▶ **Exercise description**:
In the entries below, find the line containing "pub const MIN_PAN_ZOOM_FACTOR: f64 = 0.2;", then copy it and every later line exactly, ending with the last line.

▶ **Data to examine**:
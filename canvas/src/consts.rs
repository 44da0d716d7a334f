//! Shared numeric constants for the canvas crate.

// ── Geometry ────────────────────────────────────────────────────

/// Width of the composed output canvas in logical pixels.
pub const CANVAS_WIDTH: f64 = 1280.0;

/// Height of the composed output canvas in logical pixels.
pub const CANVAS_HEIGHT: f64 = 720.0;

/// Headroom around the canvas on every side of the workspace.
pub const WORKSPACE_PADDING: f64 = 200.0;

/// Full pannable workspace width (canvas plus padding on both sides).
pub const WORKSPACE_WIDTH: f64 = CANVAS_WIDTH + WORKSPACE_PADDING * 2.0;

/// Full pannable workspace height (canvas plus padding on both sides).
pub const WORKSPACE_HEIGHT: f64 = CANVAS_HEIGHT + WORKSPACE_PADDING * 2.0;

/// Spacing of the major grid lines drawn on the canvas background.
pub const GRID_SIZE: f64 = 50.0;

// ── Zoom ────────────────────────────────────────────────────────

/// Smallest zoom percentage.
pub const MIN_ZOOM: f64 = 25.0;

/// Largest zoom percentage.
pub const MAX_ZOOM: f64 = 400.0;

/// Zoom percentage at which one workspace pixel is one screen pixel.
pub const DEFAULT_ZOOM: f64 = 100.0;

/// Percentage points added or removed by the zoom buttons.
pub const ZOOM_STEP: f64 = 10.0;

// ── Panning ─────────────────────────────────────────────────────

/// Distance from a pan limit at which the boundary affordance is reported.
pub const PAN_BOUNDARY_MARGIN: f64 = 50.0;

/// Duration of an animated pan in milliseconds.
pub const SMOOTH_PAN_DURATION_MS: f64 = 300.0;

/// Nominal frame period; pan deltas arriving faster than this are damped.
pub const FRAME_MS: f64 = 16.0;

/// Lower bound of the zoom damping factor applied to canvas drags.
pub const MIN_PAN_ZOOM_FACTOR: f64 = 0.2;

/// Fraction of release velocity kept as momentum.
pub const MOMENTUM_RETAIN: f64 = 0.5;

// ── Elements ────────────────────────────────────────────────────

/// Minimum element width and height after a resize.
pub const MIN_ELEMENT_SIZE: f64 = 50.0;

/// Default width of an uploaded image element.
pub const DEFAULT_ELEMENT_WIDTH: f64 = 320.0;

/// Default height of an uploaded image element.
pub const DEFAULT_ELEMENT_HEIGHT: f64 = 240.0;

/// Live sources are fitted inside this fraction of the canvas on each axis.
pub const STREAM_FIT_RATIO: f64 = 0.8;

// ── Hit-testing ─────────────────────────────────────────────────

/// Screen-space hit slop in pixels around corner resize handles.
pub const HANDLE_RADIUS_PX: f64 = 8.0;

▶ **Response to the task**:
pub const MIN_PAN_ZOOM_FACTOR: f64 = 0.2;

/// Fraction of release velocity kept as momentum.
pub const MOMENTUM_RETAIN: f64 = 0.5;

// ── Elements ────────────────────────────────────────────────────

/// Minimum element width and height after a resize.
pub const MIN_ELEMENT_SIZE: f64 = 50.0;

/// Default width of an uploaded image element.
pub const DEFAULT_ELEMENT_WIDTH: f64 = 320.0;

/// Default height of an uploaded image element.
pub const DEFAULT_ELEMENT_HEIGHT: f64 = 240.0;

/// Live sources are fitted inside this fraction of the canvas on each axis.
pub const STREAM_FIT_RATIO: f64 = 0.8;

// ── Hit-testing ─────────────────────────────────────────────────

/// Screen-space hit slop in pixels around corner resize handles.
pub const HANDLE_RADIUS_PX: f64 = 8.0;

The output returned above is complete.